▶ _What to work on_:
Please reproduce, exactly and in full, the lines running from the one that contains "-> Result<ProductProjection, CatalogReadError>;" to the end of the entries.

(Collected data entries)
━━━━

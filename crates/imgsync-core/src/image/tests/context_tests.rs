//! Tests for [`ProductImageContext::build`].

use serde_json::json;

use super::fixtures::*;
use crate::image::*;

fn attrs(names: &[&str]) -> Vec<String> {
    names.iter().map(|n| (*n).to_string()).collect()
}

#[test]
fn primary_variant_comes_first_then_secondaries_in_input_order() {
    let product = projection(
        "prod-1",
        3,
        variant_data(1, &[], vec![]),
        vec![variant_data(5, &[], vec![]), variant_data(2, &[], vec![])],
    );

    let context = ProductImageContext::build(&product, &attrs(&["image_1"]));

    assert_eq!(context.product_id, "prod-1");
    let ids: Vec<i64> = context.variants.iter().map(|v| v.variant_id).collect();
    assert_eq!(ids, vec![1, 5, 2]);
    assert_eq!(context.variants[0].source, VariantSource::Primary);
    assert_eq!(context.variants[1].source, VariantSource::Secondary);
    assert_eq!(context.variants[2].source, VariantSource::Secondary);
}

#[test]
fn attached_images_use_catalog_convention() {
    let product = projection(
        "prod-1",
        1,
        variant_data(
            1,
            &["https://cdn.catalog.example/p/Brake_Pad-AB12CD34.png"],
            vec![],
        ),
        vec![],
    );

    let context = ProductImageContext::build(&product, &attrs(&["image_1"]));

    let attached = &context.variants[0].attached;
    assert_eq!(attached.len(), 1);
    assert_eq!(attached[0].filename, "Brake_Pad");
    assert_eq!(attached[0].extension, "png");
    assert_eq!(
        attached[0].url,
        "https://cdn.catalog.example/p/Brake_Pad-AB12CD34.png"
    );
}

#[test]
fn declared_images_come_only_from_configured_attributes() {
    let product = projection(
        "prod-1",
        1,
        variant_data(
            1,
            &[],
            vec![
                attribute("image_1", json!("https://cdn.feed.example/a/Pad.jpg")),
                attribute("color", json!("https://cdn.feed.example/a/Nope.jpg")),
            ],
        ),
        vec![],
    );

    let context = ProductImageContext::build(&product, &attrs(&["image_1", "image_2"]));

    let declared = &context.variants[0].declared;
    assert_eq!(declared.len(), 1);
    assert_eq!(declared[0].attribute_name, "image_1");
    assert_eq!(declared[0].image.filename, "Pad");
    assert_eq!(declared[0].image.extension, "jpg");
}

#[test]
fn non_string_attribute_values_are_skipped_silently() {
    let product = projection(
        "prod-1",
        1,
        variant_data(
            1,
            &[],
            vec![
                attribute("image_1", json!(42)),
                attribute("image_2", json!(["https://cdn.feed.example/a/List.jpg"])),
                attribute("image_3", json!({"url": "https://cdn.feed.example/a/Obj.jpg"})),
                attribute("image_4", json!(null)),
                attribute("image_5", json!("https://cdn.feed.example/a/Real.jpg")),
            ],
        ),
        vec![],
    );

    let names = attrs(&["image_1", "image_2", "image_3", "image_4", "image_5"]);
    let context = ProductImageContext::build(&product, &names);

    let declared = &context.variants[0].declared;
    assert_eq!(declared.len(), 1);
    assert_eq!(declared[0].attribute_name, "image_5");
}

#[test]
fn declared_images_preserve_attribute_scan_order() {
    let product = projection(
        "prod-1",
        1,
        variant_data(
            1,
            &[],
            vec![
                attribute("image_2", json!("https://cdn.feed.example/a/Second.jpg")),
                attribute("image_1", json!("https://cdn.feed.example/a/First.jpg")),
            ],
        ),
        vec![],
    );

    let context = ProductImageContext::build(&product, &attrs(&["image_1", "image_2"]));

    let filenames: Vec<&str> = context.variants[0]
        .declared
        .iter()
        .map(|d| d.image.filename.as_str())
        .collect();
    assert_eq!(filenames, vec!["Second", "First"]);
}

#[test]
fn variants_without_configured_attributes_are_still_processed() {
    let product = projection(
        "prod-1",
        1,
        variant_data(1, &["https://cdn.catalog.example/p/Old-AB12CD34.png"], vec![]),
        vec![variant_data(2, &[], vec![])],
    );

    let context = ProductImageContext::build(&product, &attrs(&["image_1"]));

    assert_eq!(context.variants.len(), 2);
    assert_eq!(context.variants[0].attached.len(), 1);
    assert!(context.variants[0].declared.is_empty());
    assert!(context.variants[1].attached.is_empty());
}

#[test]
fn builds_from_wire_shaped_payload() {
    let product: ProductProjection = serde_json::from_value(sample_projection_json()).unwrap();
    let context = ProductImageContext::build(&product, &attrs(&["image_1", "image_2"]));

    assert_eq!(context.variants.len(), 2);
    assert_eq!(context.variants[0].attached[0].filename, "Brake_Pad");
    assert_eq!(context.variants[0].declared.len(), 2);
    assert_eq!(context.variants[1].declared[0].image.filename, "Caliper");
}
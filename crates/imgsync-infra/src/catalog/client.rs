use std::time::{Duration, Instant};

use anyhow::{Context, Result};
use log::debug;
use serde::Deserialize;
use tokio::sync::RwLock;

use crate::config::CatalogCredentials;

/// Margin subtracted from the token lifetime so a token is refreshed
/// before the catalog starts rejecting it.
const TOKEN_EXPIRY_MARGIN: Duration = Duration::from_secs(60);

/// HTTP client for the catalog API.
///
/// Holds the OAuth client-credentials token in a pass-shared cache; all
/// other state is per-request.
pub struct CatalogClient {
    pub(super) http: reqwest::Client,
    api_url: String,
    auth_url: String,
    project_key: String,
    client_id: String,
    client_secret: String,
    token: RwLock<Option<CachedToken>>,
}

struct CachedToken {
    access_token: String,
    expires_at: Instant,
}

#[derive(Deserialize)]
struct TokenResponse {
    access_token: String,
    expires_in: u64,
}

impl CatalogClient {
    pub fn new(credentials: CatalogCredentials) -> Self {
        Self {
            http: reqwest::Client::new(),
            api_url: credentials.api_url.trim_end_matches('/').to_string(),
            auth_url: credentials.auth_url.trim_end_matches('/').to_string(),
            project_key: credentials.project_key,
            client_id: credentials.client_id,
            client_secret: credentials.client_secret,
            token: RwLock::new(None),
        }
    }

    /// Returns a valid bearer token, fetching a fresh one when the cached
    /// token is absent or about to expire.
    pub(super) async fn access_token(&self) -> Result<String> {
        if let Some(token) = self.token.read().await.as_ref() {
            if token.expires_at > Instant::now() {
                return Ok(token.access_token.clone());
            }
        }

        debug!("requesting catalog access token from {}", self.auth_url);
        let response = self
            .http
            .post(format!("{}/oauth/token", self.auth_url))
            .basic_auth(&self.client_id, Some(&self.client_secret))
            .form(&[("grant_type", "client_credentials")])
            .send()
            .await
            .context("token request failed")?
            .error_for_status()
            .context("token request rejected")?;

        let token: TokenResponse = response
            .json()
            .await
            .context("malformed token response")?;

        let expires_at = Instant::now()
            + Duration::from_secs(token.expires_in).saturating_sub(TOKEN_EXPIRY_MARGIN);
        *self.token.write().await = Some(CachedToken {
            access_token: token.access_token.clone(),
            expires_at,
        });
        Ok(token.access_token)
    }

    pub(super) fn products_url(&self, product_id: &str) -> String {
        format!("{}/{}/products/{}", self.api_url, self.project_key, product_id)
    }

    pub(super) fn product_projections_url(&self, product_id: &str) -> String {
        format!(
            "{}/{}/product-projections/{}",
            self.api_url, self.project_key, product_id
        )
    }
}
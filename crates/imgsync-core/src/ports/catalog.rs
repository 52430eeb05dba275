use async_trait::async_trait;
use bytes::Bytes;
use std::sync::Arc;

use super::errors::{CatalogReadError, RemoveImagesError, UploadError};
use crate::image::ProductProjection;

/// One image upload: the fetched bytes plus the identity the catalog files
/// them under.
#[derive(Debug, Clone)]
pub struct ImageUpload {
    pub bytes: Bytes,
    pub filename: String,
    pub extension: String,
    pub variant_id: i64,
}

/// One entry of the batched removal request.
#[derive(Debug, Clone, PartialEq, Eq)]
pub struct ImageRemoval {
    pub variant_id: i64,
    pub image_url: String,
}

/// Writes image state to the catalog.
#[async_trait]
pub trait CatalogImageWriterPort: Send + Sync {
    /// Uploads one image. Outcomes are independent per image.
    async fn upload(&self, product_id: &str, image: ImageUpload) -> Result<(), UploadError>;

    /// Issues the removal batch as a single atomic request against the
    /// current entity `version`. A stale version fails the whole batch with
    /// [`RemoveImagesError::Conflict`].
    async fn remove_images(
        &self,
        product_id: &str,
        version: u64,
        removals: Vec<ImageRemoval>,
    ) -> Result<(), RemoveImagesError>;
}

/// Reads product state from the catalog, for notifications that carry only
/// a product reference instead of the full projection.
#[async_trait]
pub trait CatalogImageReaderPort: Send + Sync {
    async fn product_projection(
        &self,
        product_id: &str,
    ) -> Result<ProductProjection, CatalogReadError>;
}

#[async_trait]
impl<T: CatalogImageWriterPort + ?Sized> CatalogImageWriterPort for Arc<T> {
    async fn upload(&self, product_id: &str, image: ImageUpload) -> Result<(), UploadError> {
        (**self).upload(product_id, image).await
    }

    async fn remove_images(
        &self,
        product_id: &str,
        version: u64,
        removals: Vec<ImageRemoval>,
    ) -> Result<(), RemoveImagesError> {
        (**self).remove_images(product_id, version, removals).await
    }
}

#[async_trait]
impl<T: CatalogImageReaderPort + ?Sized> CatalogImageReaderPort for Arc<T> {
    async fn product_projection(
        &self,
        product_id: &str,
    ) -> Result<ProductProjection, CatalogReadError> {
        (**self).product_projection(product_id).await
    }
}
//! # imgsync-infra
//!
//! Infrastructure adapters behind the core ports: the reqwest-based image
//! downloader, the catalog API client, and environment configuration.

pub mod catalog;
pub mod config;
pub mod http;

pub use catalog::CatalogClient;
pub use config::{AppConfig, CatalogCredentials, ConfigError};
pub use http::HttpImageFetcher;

━━━━

▶ _Response to the exercise_:
    ) -> Result<ProductProjection, CatalogReadError>;
}

#[async_trait]
impl<T: CatalogImageWriterPort + ?Sized> CatalogImageWriterPort for Arc<T> {
    async fn upload(&self, product_id: &str, image: ImageUpload) -> Result<(), UploadError> {
        (**self).upload(product_id, image).await
    }

    async fn remove_images(
        &self,
        product_id: &str,
        version: u64,
        removals: Vec<ImageRemoval>,
    ) -> Result<(), RemoveImagesError> {
        (**self).remove_images(product_id, version, removals).await
    }
}

#[async_trait]
impl<T: CatalogImageReaderPort + ?Sized> CatalogImageReaderPort for Arc<T> {
    async fn product_projection(
        &self,
        product_id: &str,
    ) -> Result<ProductProjection, CatalogReadError> {
        (**self).product_projection(product_id).await
    }
}
//! # imgsync-infra
//!
//! Infrastructure adapters behind the core ports: the reqwest-based image
//! downloader, the catalog API client, and environment configuration.

pub mod catalog;
pub mod config;
pub mod http;

pub use catalog::CatalogClient;
pub use config::{AppConfig, CatalogCredentials, ConfigError};
pub use http::HttpImageFetcher;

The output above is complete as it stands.